Hall Effect Sensor
The Hall Effect mentions the voltage or potential difference (Hall voltage) on the other sides of the electrical conductor through which the electric current is flowing, produced by a magnetic field applied perpendicular to the current. Edwin Hall discovered this effect in 1879.
The change in voltage ratio to the product of the amount of current and the magnetic field divided by the element, widths are called the Hall coefficient. This is a property of the material by which this conductor is built-up, as its value depends on the number, type, and properties of the charge carriers that constitute the current.
Hall effect diagram, showing the following:
1.) Electrons (not conventional current)
2.) Hall element, or Hall sensor
4.) Magnetic field
5.) Power source
Working of Hall Sensor
The Hall effect comes due to the nature of the current flow in a conductor. Current contain the movement of many small charges – carrying “particles” (typically, but not always, electrons). The moving charges experience a force, called the Lorentz Force when a magnetic field is present that is not parallel to their motion. When there is not such a magnetic field, the charges follow an almost straight, ‘line of sight’ path. when a perpendicular magnetic field is put on and due to that their path is curved so that moving charges assemble on one face of the material. This leaves equal and opposite charge exposed on the other face, where there is a dearth of mobile charges. The result is an unbalanced distribution of electric charge density over the hall element that is perpendicular to both the ‘line of sight’ path and the applied magnetic field. The charge distribution establishes an electric field that opposes the migration of further charge, so a steady electrical potential builds up for as long as the current is flowing.
Hall Effect in Semiconductors
Whenever a current-carrying semiconductor is put in a magnetic field, the carriers of the semiconductor experience a force in the direction perpendicular to the magnetic field and current field, this is called hall effect in semiconductors.

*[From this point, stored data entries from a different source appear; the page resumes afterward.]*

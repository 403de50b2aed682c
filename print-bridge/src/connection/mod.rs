//! Live device channels

mod channel;
mod manager;

pub use channel::DeviceChannel;
pub use manager::{Ack, ConnectionManager, SendError};
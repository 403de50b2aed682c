//! Connection manager
//!
//! Tracks exactly one live session per authenticated device. A session owns
//! the outbound [`DeviceChannel`], the last heartbeat time and the
//! acknowledgments it is waiting for.

use std::collections::HashMap;
use std::sync::Arc;
use std::sync::atomic::{AtomicI64, AtomicU64, Ordering};
use std::time::Duration;

use dashmap::DashMap;
use dashmap::mapref::entry::Entry;
use parking_lot::Mutex;
use shared::channel::{AckStatus, ServerFrame};
use shared::models::{DeviceStatus, Payload};
use shared::util::now_millis;
use thiserror::Error;
use tokio::sync::oneshot;
use tokio_util::sync::CancellationToken;

use super::channel::DeviceChannel;
use crate::error::BridgeError;
use crate::registry::DeviceRegistry;

/// Positive acknowledgment from a device
#[derive(Debug, Clone, PartialEq, Eq)]
pub struct Ack {
    pub job_id: String,
    pub detail: Option<String>,
}

#[derive(Debug, Clone, PartialEq, Eq, Error)]
pub enum SendError {
    #[error("device is offline")]
    DeviceOffline,

    #[error("no acknowledgment within the ack timeout")]
    AckTimeout,

    #[error("{0}")]
    SendFailure(String),
}

impl SendError {
    pub fn into_bridge_error(self, device_id: &str) -> BridgeError {
        match self {
            Self::DeviceOffline => BridgeError::DeviceOffline(device_id.to_string()),
            Self::AckTimeout => BridgeError::AckTimeout,
            Self::SendFailure(detail) => BridgeError::SendFailure(detail),
        }
    }
}

struct Outcome {
    status: AckStatus,
    detail: Option<String>,
}

struct Session {
    id: u64,
    channel: DeviceChannel,
    last_heartbeat: AtomicI64,
    pending: Mutex<HashMap<String, oneshot::Sender<Outcome>>>,
}

impl Session {
    fn new(id: u64, channel: DeviceChannel, now: i64) -> Self {
        Self {
            id,
            channel,
            last_heartbeat: AtomicI64::new(now),
            pending: Mutex::new(HashMap::new()),
        }
    }

    /// Close the channel and fail every pending acknowledgment
    fn shutdown(&self) {
        self.channel.close();
        // Dropping the senders wakes waiting `send` calls with an error
        self.pending.lock().clear();
    }
}

pub struct ConnectionManager {
    sessions: DashMap<String, Arc<Session>>,
    registry: Arc<DeviceRegistry>,
    next_session_id: AtomicU64,
    ack_timeout: Duration,
    heartbeat_interval: Duration,
}

impl ConnectionManager {
    pub fn new(
        registry: Arc<DeviceRegistry>,
        ack_timeout: Duration,
        heartbeat_interval: Duration,
    ) -> Self {
        Self {
            sessions: DashMap::new(),
            registry,
            next_session_id: AtomicU64::new(0),
            ack_timeout,
            heartbeat_interval,
        }
    }

    pub fn heartbeat_interval(&self) -> Duration {
        self.heartbeat_interval
    }

    /// Register `channel` as the device's live session
    ///
    /// An existing session is closed first (last writer wins). Returns the new
    /// session id, which the session task passes back on every call.
    pub fn attach(&self, device_id: &str, channel: DeviceChannel) -> u64 {
        let session_id = self.next_session_id.fetch_add(1, Ordering::Relaxed) + 1;
        let now = now_millis();
        let session = Arc::new(Session::new(session_id, channel, now));

        match self.sessions.entry(device_id.to_string()) {
            Entry::Occupied(mut entry) => {
                let previous = entry.get().id;
                entry.get().shutdown();
                entry.insert(session);
                tracing::info!(
                    device_id = %device_id,
                    previous_session = previous,
                    session_id,
                    "Device reconnected, previous channel closed"
                );
            }
            Entry::Vacant(entry) => {
                entry.insert(session);
                tracing::info!(device_id = %device_id, session_id, "Device channel attached");
            }
        }

        self.registry
            .set_status(device_id, session_id, DeviceStatus::Connected);
        self.touch(device_id, now);
        session_id
    }

    /// Server-initiated detach of whatever session the device has
    pub fn detach(&self, device_id: &str) -> bool {
        match self.sessions.remove(device_id) {
            Some((_, session)) => {
                self.release(device_id, &session);
                tracing::info!(device_id = %device_id, session_id = session.id, "Device channel detached");
                true
            }
            None => false,
        }
    }

    /// Detach only if `session_id` is still the device's live session
    ///
    /// Called by a session task on exit, so that the teardown of a replaced
    /// session never removes its successor.
    pub fn detach_session(&self, device_id: &str, session_id: u64) -> bool {
        match self.sessions.remove_if(device_id, |_, s| s.id == session_id) {
            Some((_, session)) => {
                self.release(device_id, &session);
                tracing::info!(device_id = %device_id, session_id, "Device channel closed");
                true
            }
            // Already replaced or detached
            None => false,
        }
    }

    fn release(&self, device_id: &str, session: &Session) {
        session.shutdown();
        self.registry
            .set_status(device_id, session.id, DeviceStatus::Offline);
        self.touch(device_id, now_millis());
    }

    pub fn is_connected(&self, device_id: &str) -> bool {
        self.sessions.contains_key(device_id)
    }

    pub fn connected_count(&self) -> usize {
        self.sessions.len()
    }

    /// Current session id of a device, if connected
    pub fn session_id(&self, device_id: &str) -> Option<u64> {
        self.sessions.get(device_id).map(|s| s.id)
    }

    /// Forward a job and wait for the device's verdict
    ///
    /// The whole exchange is bounded by the ack timeout. The device is `busy`
    /// while the exchange is in progress.
    pub async fn send(
        &self,
        device_id: &str,
        job_id: &str,
        payload: Payload,
    ) -> Result<Ack, SendError> {
        let session = self
            .sessions
            .get(device_id)
            .map(|s| Arc::clone(s.value()))
            .ok_or(SendError::DeviceOffline)?;

        let (tx, rx) = oneshot::channel();
        session.pending.lock().insert(job_id.to_string(), tx);
        if session.channel.is_closed() {
            session.pending.lock().remove(job_id);
            return Err(SendError::SendFailure("channel closed".into()));
        }

        self.registry
            .set_status(device_id, session.id, DeviceStatus::Busy);

        let frame = ServerFrame::Job {
            job_id: job_id.to_string(),
            payload,
        };
        let exchange = async {
            session
                .channel
                .push(frame)
                .await
                .map_err(SendError::SendFailure)?;
            match rx.await {
                Ok(Outcome {
                    status: AckStatus::Ack,
                    detail,
                }) => Ok(Ack {
                    job_id: job_id.to_string(),
                    detail,
                }),
                Ok(Outcome {
                    status: AckStatus::Nack,
                    detail,
                }) => Err(SendError::SendFailure(
                    detail.unwrap_or_else(|| "rejected by device".into()),
                )),
                Err(_) => Err(SendError::SendFailure(
                    "channel closed before acknowledgment".into(),
                )),
            }
        };

        let result = tokio::time::timeout(self.ack_timeout, exchange)
            .await
            .unwrap_or(Err(SendError::AckTimeout));

        session.pending.lock().remove(job_id);
        self.registry
            .set_status(device_id, session.id, DeviceStatus::Connected);

        if let Err(e) = &result {
            tracing::warn!(device_id = %device_id, job_id = %job_id, error = %e, "Print job not acknowledged");
        }
        result
    }

    /// Deliver a device's ack/nack to the waiting `send`
    ///
    /// Returns `false` for results nobody is waiting for (late, duplicate or
    /// from a stale session).
    pub fn resolve(
        &self,
        device_id: &str,
        session_id: u64,
        job_id: &str,
        status: AckStatus,
        detail: Option<String>,
    ) -> bool {
        let Some(session) = self.current(device_id, session_id) else {
            return false;
        };
        let Some(tx) = session.pending.lock().remove(job_id) else {
            tracing::debug!(device_id = %device_id, job_id = %job_id, "Result for unknown job ignored");
            return false;
        };
        tx.send(Outcome { status, detail }).is_ok()
    }

    /// Record a liveness signal; `false` if the session is no longer live
    pub fn heartbeat(&self, device_id: &str, session_id: u64) -> bool {
        let Some(session) = self.current(device_id, session_id) else {
            return false;
        };
        let now = now_millis();
        session.last_heartbeat.store(now, Ordering::Relaxed);
        self.touch(device_id, now);
        true
    }

    /// Detach every session silent for longer than the heartbeat interval
    pub fn reap_stale(&self, now: i64) -> Vec<String> {
        let max_silence = self.heartbeat_interval.as_millis() as i64;
        let stale: Vec<(String, u64)> = self
            .sessions
            .iter()
            .filter(|entry| now - entry.last_heartbeat.load(Ordering::Relaxed) > max_silence)
            .map(|entry| (entry.key().clone(), entry.id))
            .collect();

        let mut reaped = Vec::with_capacity(stale.len());
        for (device_id, session_id) in stale {
            if self.detach_session(&device_id, session_id) {
                tracing::warn!(device_id = %device_id, session_id, "Heartbeat timeout, device detached");
                reaped.push(device_id);
            }
        }
        reaped
    }

    /// Periodically reap stale sessions until `shutdown` fires
    pub async fn run_reaper(self: Arc<Self>, shutdown: CancellationToken) {
        let period = (self.heartbeat_interval / 3).max(Duration::from_millis(50));
        let mut interval = tokio::time::interval(period);
        interval.set_missed_tick_behavior(tokio::time::MissedTickBehavior::Delay);
        loop {
            tokio::select! {
                _ = shutdown.cancelled() => break,
                _ = interval.tick() => {
                    self.reap_stale(now_millis());
                }
            }
        }
    }

    /// Close every session (process shutdown)
    pub fn close_all(&self) {
        let devices: Vec<String> = self.sessions.iter().map(|e| e.key().clone()).collect();
        for device_id in devices {
            self.detach(&device_id);
        }
    }

    fn current(&self, device_id: &str, session_id: u64) -> Option<Arc<Session>> {
        self.sessions
            .get(device_id)
            .filter(|s| s.id == session_id)
            .map(|s| Arc::clone(s.value()))
    }

    fn touch(&self, device_id: &str, now: i64) {
        if let Err(e) = self.registry.touch(device_id, now) {
            tracing::warn!(device_id = %device_id, error = %e, "Failed to persist last seen time");
        }
    }
}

Application of Hall Effect
The Hall effect sensors are used in many devices and different sensors such as
(i) Fluid flow sensors,
(ii) Current sensors,
(iii) Pressure sensors,
(iv) Displacement measurement,
(v) Magnetic flux measurement.
(i) Fluid Flow Sensors:
The Hall effect sensors can also be used as a position, displacement and proximity sensors if the object is being sensed with a small permanent magnet. Such a sensor can be used to determine the level of fuel in an automobile fuel tank as shown in the figure.
A magnet is fixed with the float and as the level of fuel changes and so the float distance from the Hall sensor changes. The result is Hall voltage output which is a measure of the distance of the float from the sensor and hence the level of the fuel in the tank.
Hall effect devices product a very low signal level and then require amplification “Hall effect sensors” are in fact a device which containing both the sensor and a high gain integrated circuit (IC) amplifier in a single package. Nowadays advances have resulted in the addition of ADC (Analog to Digital) converters and I2C (Inter – integrated circuit communication protocol) IC for direct connection to a microcontroller’s I/O the port being integrated into a single package.
Advantages of Hall Effect
Hall Effect devices when appropriately are immune to
(iii) mud, and
These above properties make Hall effect devices better for position sensing than alternative means such as optical and electromechanical sensing.